The analogies of nature, together with every manifestation of the Divine Being known to us, all point to the absolute necessity of some physical organism to the due action of the powers of the soul. If it be immaterial in its nature it can apparently act only through material forms. Its very existence is known to us only through some tangible or corporeal display of its powers. No spiritual existence whatever is known to us in any other way. Yet the foundation of Dr. Hamilton's argument is laid in the assumption, that man's soul is an entity, containing every power self-involved in its being, and capable of action, being, and life, apart from its corporeal organization. "But," says Dr. Hampden, "we go beyond the basis of the facts when we assume, in our abstract arguments for the natural immortality of the soul, its separate existence apart from the body." This important question is avoided by our author, and so far his subsequent reasonings are subject to suspicion.

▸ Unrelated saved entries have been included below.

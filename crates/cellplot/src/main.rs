// File: crates/cellplot/src/main.rs
// Summary: CLI: loads a simulator output table and renders its charts to files or a window.

mod charts;

use std::path::{Path, PathBuf};
use std::str::FromStr;

use anyhow::{bail, Context, Result};
use cellplot_core::{
    load_with, render_with, theme, ChartRequest, ColumnLayout, LineStyle, Output, OutputFormat,
    RenderOptions, SeriesSpec, TableFormat,
};
use clap::{Parser, Subcommand, ValueEnum};
use log::info;

use charts::NamedRequest;

#[derive(Parser)]
#[command(name = "cellplot", version, about = "Plot cardiac cell simulator output tables")]
struct Cli {
    #[command(subcommand)]
    command: Command,

    /// Input table; each subcommand has its own default file name.
    #[arg(long, short, global = true)]
    input: Option<PathBuf>,

    /// Write charts into this directory instead of opening a window.
    #[arg(long, global = true)]
    out_dir: Option<PathBuf>,

    /// File format used with --out-dir.
    #[arg(long, value_enum, default_value_t = FormatArg::Svg, global = true)]
    format: FormatArg,

    /// Color theme (light, dark, solarized-light, solarized-dark, high-contrast-dark).
    #[arg(long, default_value = "light", global = true)]
    theme: String,

    /// Downsample series longer than this many points when drawing.
    #[arg(long, global = true)]
    max_points: Option<usize>,

    /// Chart size in pixels, WIDTHxHEIGHT.
    #[arg(long, default_value = "800x800", global = true)]
    size: String,
}

#[derive(Subcommand)]
enum Command {
    /// Potential, ionic current and gate variables of an integration run (bernus.txt).
    Integrate,
    /// Potential with ionic current overlaid, then gate variables (bernus.txt).
    Probe,
    /// Membrane currents over time (out.txt).
    Currents,
    /// Gating steady states and time constants versus potential (bernus_functions.txt).
    Functions,
    /// Any columns of any table.
    Plot(PlotArgs),
}

#[derive(clap::Args)]
struct PlotArgs {
    /// Independent-variable column.
    #[arg(long, default_value_t = 0)]
    x: usize,

    /// Series as COLUMN[:LABEL[:dashed]]; repeatable.
    #[arg(long = "series", short = 's')]
    series: Vec<SeriesArg>,

    /// Series drawn against a second y axis, same syntax as --series.
    #[arg(long = "secondary")]
    secondary: Vec<SeriesArg>,

    #[arg(long, allow_hyphen_values = true, requires = "y_max")]
    y_min: Option<f64>,

    #[arg(long, allow_hyphen_values = true, requires = "y_min")]
    y_max: Option<f64>,

    #[arg(long, default_value = "")]
    x_label: String,

    #[arg(long, default_value = "")]
    y_label: String,

    #[arg(long, default_value = "")]
    y2_label: String,

    #[arg(long)]
    title: Option<String>,

    /// Show a legend of the labelled series.
    #[arg(long)]
    legend: bool,

    /// Input is comma-separated instead of whitespace-separated.
    #[arg(long)]
    csv: bool,
}

#[derive(Clone, Copy, ValueEnum)]
enum FormatArg {
    Png,
    Svg,
}

impl From<FormatArg> for OutputFormat {
    fn from(f: FormatArg) -> Self {
        match f {
            FormatArg::Png => OutputFormat::Png,
            FormatArg::Svg => OutputFormat::Svg,
        }
    }
}

#[derive(Clone, Debug, PartialEq)]
struct SeriesArg {
    column: usize,
    label: Option<String>,
    style: LineStyle,
}

impl FromStr for SeriesArg {
    type Err = String;

    fn from_str(s: &str) -> std::result::Result<Self, Self::Err> {
        let mut parts = s.splitn(3, ':');
        let column = parts
            .next()
            .unwrap_or_default()
            .trim()
            .parse::<usize>()
            .map_err(|_| format!("'{s}': expected COLUMN[:LABEL[:dashed]]"))?;
        let label = parts.next().map(str::to_string);
        let style = match parts.next().map(str::trim) {
            None | Some("") | Some("solid") => LineStyle::Solid,
            Some("dashed") => LineStyle::Dashed,
            Some(other) => return Err(format!("'{s}': unknown line style '{other}'")),
        };
        Ok(Self { column, label, style })
    }
}

impl SeriesArg {
    fn spec(&self) -> SeriesSpec {
        let label = self.label.clone().unwrap_or_else(|| format!("column {}", self.column));
        SeriesSpec::new(self.column, label).with_style(self.style)
    }
}

fn parse_size(s: &str) -> Result<(i32, i32)> {
    let (w, h) = s.split_once(['x', 'X']).with_context(|| format!("size '{s}' is not WIDTHxHEIGHT"))?;
    let w: i32 = w.trim().parse().with_context(|| format!("bad width in '{s}'"))?;
    let h: i32 = h.trim().parse().with_context(|| format!("bad height in '{s}'"))?;
    if w < 64 || h < 64 {
        bail!("size '{s}' is too small (minimum 64x64)");
    }
    Ok((w, h))
}

impl Cli {
    fn render_options(&self) -> Result<RenderOptions> {
        let theme = theme::find(&self.theme).with_context(|| format!("unknown theme '{}'", self.theme))?;
        let (width, height) = parse_size(&self.size)?;
        Ok(RenderOptions { width, height, theme, max_points: self.max_points, ..RenderOptions::default() })
    }
}

/// Input path, table format, expected layout (if fixed) and the charts to draw.
struct Plan {
    input: PathBuf,
    format: TableFormat,
    layout: Option<ColumnLayout>,
    requests: Vec<NamedRequest>,
}

fn plan(cli: &Cli) -> Result<Plan> {
    let script = |default: &str, fields: &[&str], build: fn(&ColumnLayout) -> cellplot_core::Result<Vec<NamedRequest>>| -> Result<Plan> {
        let layout = ColumnLayout::new(fields.iter().copied())?;
        let requests = build(&layout)?;
        Ok(Plan {
            input: cli.input.clone().unwrap_or_else(|| PathBuf::from(default)),
            format: TableFormat::Whitespace,
            layout: Some(layout),
            requests,
        })
    };
    match &cli.command {
        Command::Integrate => script("bernus.txt", &charts::STATE_FIELDS[..], charts::integrate),
        Command::Probe => script("bernus.txt", &charts::STATE_FIELDS[..], charts::probe),
        Command::Currents => script("out.txt", &charts::CURRENT_FIELDS[..], charts::currents),
        Command::Functions => script("bernus_functions.txt", &charts::FUNCTION_FIELDS[..], charts::functions),
        Command::Plot(args) => {
            let Some(input) = cli.input.clone() else {
                bail!("plot needs --input");
            };
            let mut req = ChartRequest::new(args.x)
                .with_labels(args.x_label.clone(), args.y_label.clone())
                .with_secondary_label(args.y2_label.clone())
                .with_legend(args.legend);
            for s in &args.series {
                req = req.series(s.spec());
            }
            for s in &args.secondary {
                req = req.series(s.spec().on_secondary());
            }
            if let (Some(lo), Some(hi)) = (args.y_min, args.y_max) {
                req = req.with_y_bounds(lo, hi);
            }
            if let Some(title) = &args.title {
                req = req.with_title(title.clone());
            }
            let format = if args.csv { TableFormat::Csv } else { TableFormat::Whitespace };
            Ok(Plan { input, format, layout: None, requests: vec![NamedRequest { name: "plot", request: req }] })
        }
    }
}

fn output_path(dir: &Path, name: &str, format: OutputFormat) -> PathBuf {
    dir.join(format!("{name}.{}", format.extension()))
}

fn main() -> Result<()> {
    env_logger::Builder::from_env(env_logger::Env::default().default_filter_or("info")).init();

    let cli = Cli::parse();
    let opts = cli.render_options()?;
    let plan = plan(&cli)?;

    let table = load_with(&plan.input, plan.format)
        .with_context(|| format!("failed to load table '{}'", plan.input.display()))?;
    info!(
        "loaded {}: {} rows x {} columns",
        plan.input.display(),
        table.row_count(),
        table.column_count()
    );
    if let Some(layout) = &plan.layout {
        layout
            .check(&table)
            .with_context(|| format!("'{}' does not match the expected columns", plan.input.display()))?;
    }

    let format = OutputFormat::from(cli.format);
    let mut on_screen = Vec::new();
    for NamedRequest { name, mut request } in plan.requests {
        if let Some(dir) = &cli.out_dir {
            request = request.to_file(output_path(dir, name, format));
        }
        let chart = render_with(&table, &request, &opts).with_context(|| format!("failed to render '{name}'"))?;
        match chart.output() {
            Output::File(path) => chart.write_to(path)?,
            Output::Display => {
                info!("queued '{name}' for display");
                on_screen.push(chart);
            }
        }
    }

    cellplot_window::show(on_screen)
}

#[cfg(test)]
mod tests {
    use super::*;

    #[test]
    fn series_arg_forms() {
        assert_eq!(
            "3".parse::<SeriesArg>().unwrap(),
            SeriesArg { column: 3, label: None, style: LineStyle::Solid }
        );
        assert_eq!(
            "7:Iion:dashed".parse::<SeriesArg>().unwrap(),
            SeriesArg { column: 7, label: Some("Iion".into()), style: LineStyle::Dashed }
        );
        assert!("x:V".parse::<SeriesArg>().is_err());
        assert!("1:V:dotted".parse::<SeriesArg>().is_err());
    }

    #[test]
    fn size_parsing() {
        assert_eq!(parse_size("800x600").unwrap(), (800, 600));
        assert!(parse_size("800").is_err());
        assert!(parse_size("10x10").is_err());
    }

    #[test]
    fn plot_subcommand_builds_request() {
        let cli = Cli::try_parse_from([
            "cellplot", "plot", "--input", "bernus.txt", "-s", "1:V", "--secondary", "7:Iion:dashed",
            "--y-min", "-100", "--y-max", "60",
        ])
        .unwrap();
        let plan = plan(&cli).unwrap();
        let req = &plan.requests[0].request;
        assert_eq!(req.y_bounds, Some((-100.0, 60.0)));
        assert_eq!(req.series.len(), 2);
        assert!(req.has_secondary());
        assert!(plan.layout.is_none());
    }

    #[test]
    fn script_defaults_and_overrides() {
        let cli = Cli::try_parse_from(["cellplot", "functions"]).unwrap();
        assert_eq!(plan(&cli).unwrap().input, PathBuf::from("bernus_functions.txt"));
        let cli = Cli::try_parse_from(["cellplot", "currents", "--input", "run2.txt"]).unwrap();
        assert_eq!(plan(&cli).unwrap().input, PathBuf::from("run2.txt"));
    }

    #[test]
    fn out_dir_names_files_by_chart() {
        assert_eq!(output_path(Path::new("figs"), "gates", OutputFormat::Svg), PathBuf::from("figs/gates.svg"));
    }

    #[test]
    fn unknown_theme_rejected() {
        let cli = Cli::try_parse_from(["cellplot", "probe", "--theme", "neon"]).unwrap();
        assert!(cli.render_options().is_err());
    }
}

* On this point Cudworth thus writes: "A life perfectly incorporeal is a privilege belonging to the Holy Trinity only; and consequently, therefore, human souls when by death they are divested of these gross earthly bodies, they do not then live and act completely, without the conjunction of any body, and so continue till the resurrection or day of judgment: this being a privilege which not so much as the angels themselves, and therefore no created finite being is capable of; the imperfection of whose nature necessarily requires the conjunction of some body with them, to make them up complete, without which it is inconceivable how they should either have sense or imagination." -Intellect. System, p. 818.

"The notion of the separate existence of the soul has so incorporated itself with Christian theology, that we are apt at this day, to regard a belief in it as essential to orthodox doctrine. Even in maintaining that such a belief is not essential to Christianity, I may incur the appearance of impugning a vital truth of religion. I cannot, however, help viewing this popular belief as a remnant of scholasticism. I feel assured that the truth of the resurrection does not depend on such an assumption; that the life and immortality of man, as resting on Christ raised from the dead, is a certain fact in the course of divine Providence; whatever may be the theories of the soul, and of its connexion with the body."-Hampden's Bampton Lectures, p. 310.